As a psychotherapist and someone who has battled mental health issues my whole life, I’ve watched the shift from mental illness being considered a dirty little secret to something we might bring up around the dinner table.

Assuming your dinner table is a chattier place than mine. But I digress.

This is not to say the stigma is gone—it’s not. My hesitation about tossing my own brain health into the mix of this very article is proof in the pudding.

Despite my worry about being judged, and my hesitation before I discuss the state of my mental health, I also always opt for transparency. Why? It seems obvious that if I can’t talk the talk no one will listen, and talking and listening is exactly what I am trying to encourage for us all.

So, anxiety, depression, trauma—my longtime companions. They are worms in my broken brain, and while I never seem to be able to kill them off, I do dial down their voices (sometimes) to a murmur with the help of drugs, therapy, exercise, healthy food, strong relationships, a meaningful job, and a dog. If you think that sounds like a lot, you’re right. Staying mentally healthy for anyone is a tall order, and it’s even taller if your synapses are uncooperative. 

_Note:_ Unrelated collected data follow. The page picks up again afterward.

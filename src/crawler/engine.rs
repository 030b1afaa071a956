//! Crawl engine: the orchestrator. Wires Frontier -> Fetcher -> Extractor ->
//! Frontier behind a bounded pool of workers, enforces depth and page-count
//! caps, and observes cooperative cancellation at every suspension point.

use std::sync::Arc;
use std::time::Duration;

use serde::{Deserialize, Serialize};
use tokio::sync::Mutex;
use tokio_util::sync::CancellationToken;
use tracing::{debug, info, warn};
use url::Url;

use crate::common::config::CrawlerConfig;
use crate::common::error::{Error, Result};
use crate::crawler::extractor::{extract_links, extract_title};
use crate::crawler::fetcher::Fetcher;
use crate::crawler::frontier::Frontier;
use crate::crawler::normalize::{get_domain, normalize_url};
use crate::crawler::rate_limiter::RateLimiter;

/// One result record per completed fetch attempt, success or failure.
#[derive(Debug, Clone, Serialize, Deserialize)]
pub struct CrawlResult {
    pub url: String,
    pub title: String,
    pub links: Vec<String>,
    pub status: u16,
    #[serde(with = "duration_millis")]
    pub elapsed: Duration,
    pub error: Option<String>,
    pub depth: usize,
}

/// A crawler bound to one validated `CrawlerConfig`. Constructing a crawler
/// is cheap and side-effect-free; `crawl` is where all the work happens, and
/// every call to it starts from fresh Frontier and RateLimiter state.
pub struct Crawler {
    config: CrawlerConfig,
    fetcher: Fetcher,
}

impl Crawler {
    /// Validate `config` and build a `Crawler`. Errors with `InvalidConfig`
    /// on any violated constraint.
    pub fn new(config: CrawlerConfig) -> Result<Self> {
        config.validate()?;
        let fetcher = Fetcher::new(&config.user_agent)?;
        Ok(Self { config, fetcher })
    }

    /// Crawl starting from `seed`, honoring `cancel` at every suspension
    /// point. Returns `InvalidUrl` only when `seed` itself cannot be parsed
    /// or is not http(s); every other failure is captured per-URL in the
    /// returned results, and cancellation yields a `Ok` partial result set.
    pub async fn crawl(&self, cancel: CancellationToken, seed: &str) -> Result<Vec<CrawlResult>> {
        let seed_url = Url::parse(seed).map_err(|e| Error::InvalidUrl(e.to_string()))?;
        if !matches!(seed_url.scheme(), "http" | "https") {
            return Err(Error::InvalidUrl(format!(
                "unsupported scheme: {}",
                seed_url.scheme()
            )));
        }

        let seed_normalized = normalize_url(seed)?;
        let seed_domain = get_domain(&seed_normalized)?;

        let frontier = Arc::new(Frontier::new(
            &seed_domain,
            self.config.max_depth,
            self.config.max_pages,
            self.config.follow_external,
        ));
        let rate_limiter = Arc::new(RateLimiter::new(self.config.rate_limit_delay));
        let results = Arc::new(Mutex::new(Vec::new()));

        if !frontier.admit(&seed_normalized, 0).await {
            return Err(Error::InvalidUrl(format!(
                "seed URL could not be admitted: {seed}"
            )));
        }

        info!(
            seed = %seed_normalized,
            max_concurrent = self.config.max_concurrent,
            max_depth = self.config.max_depth,
            "starting crawl"
        );

        let mut workers = Vec::with_capacity(self.config.max_concurrent);
        for worker_id in 0..self.config.max_concurrent {
            let frontier = frontier.clone();
            let rate_limiter = rate_limiter.clone();
            let results = results.clone();
            let fetcher = self.fetcher.clone();
            let cancel = cancel.clone();
            let timeout = self.config.timeout;

            workers.push(tokio::spawn(async move {
                worker_loop(
                    worker_id,
                    frontier,
                    rate_limiter,
                    fetcher,
                    results,
                    cancel,
                    timeout,
                )
                .await;
            }));
        }

        for worker in workers {
            let _ = worker.await;
        }

        let results = results.lock().await.clone();

        info!(pages = results.len(), "crawl finished");
        Ok(results)
    }
}

#[allow(clippy::too_many_arguments)]
async fn worker_loop(
    worker_id: usize,
    frontier: Arc<Frontier>,
    rate_limiter: Arc<RateLimiter>,
    fetcher: Fetcher,
    results: Arc<Mutex<Vec<CrawlResult>>>,
    cancel: CancellationToken,
    timeout: Duration,
) {
    debug!(worker_id, "worker started");

    loop {
        let Some((url, depth)) = frontier.take(&cancel).await else {
            break;
        };

        // `url` was already normalized on admission, which itself requires a
        // host, so `get_domain` failing here should not be reachable. Emit a
        // result rather than dropping silently in case that guarantee ever
        // breaks, to preserve "one result per admitted URL".
        let domain = match get_domain(&url) {
            Ok(d) => d,
            Err(e) => {
                let mut results = results.lock().await;
                results.push(CrawlResult {
                    url,
                    title: String::new(),
                    links: Vec::new(),
                    status: 0,
                    elapsed: Duration::ZERO,
                    error: Some(e.to_string()),
                    depth,
                });
                drop(results);
                frontier.done().await;
                continue;
            }
        };

        if let Err(e) = rate_limiter.gate(&cancel, &domain).await {
            let mut results = results.lock().await;
            results.push(CrawlResult {
                url,
                title: String::new(),
                links: Vec::new(),
                status: 0,
                elapsed: Duration::ZERO,
                error: Some(e.to_string()),
                depth,
            });
            drop(results);
            frontier.done().await;
            if cancel.is_cancelled() {
                break;
            }
            continue;
        }

        debug!(worker_id, %url, depth, "fetching");
        let outcome = fetcher.fetch(&cancel, &url, timeout).await;

        let (title, links) = match &outcome.error {
            Some(_) => (String::new(), Vec::new()),
            None => {
                let title = extract_title(&outcome.body);
                let links = extract_links(&outcome.body, &url);
                (title, links)
            }
        };

        for link in &links {
            frontier.admit(link, depth + 1).await;
        }

        if let Some(err) = &outcome.error {
            warn!(worker_id, %url, %err, "fetch failed");
        }

        let mut locked = results.lock().await;
        locked.push(CrawlResult {
            url,
            title,
            links,
            status: outcome.status,
            elapsed: outcome.elapsed,
            error: outcome.error.map(|e| e.to_string()),
            depth,
        });
        drop(locked);

        frontier.done().await;

        if cancel.is_cancelled() {
            break;
        }
    }

    debug!(worker_id, "worker finished");
}

pub(crate) mod duration_millis {
    use std::time::Duration;

    use serde::{Deserialize, Deserializer, Serializer};

    pub fn serialize<S: Serializer>(d: &Duration, s: S) -> std::result::Result<S::Ok, S::Error> {
        s.serialize_u128(d.as_millis())
    }

    pub fn deserialize<'de, D: Deserializer<'de>>(d: D) -> std::result::Result<Duration, D::Error> {
        let millis = u64::deserialize(d)?;
        Ok(Duration::from_millis(millis))
    }
}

As you might imagine, the nature of my job means that the majority of people I interact with are not mentally healthy, but they are mentally ill to varying degrees and for various reasons. Realizing that mental health occurs on a spectrum is important, because it guides us in our approach toward treating it. The more compromised one’s brain is, the more intensive treatment should be, and the more adjuncts to treatment (diet, exercise, meditation, etc.) we should consider.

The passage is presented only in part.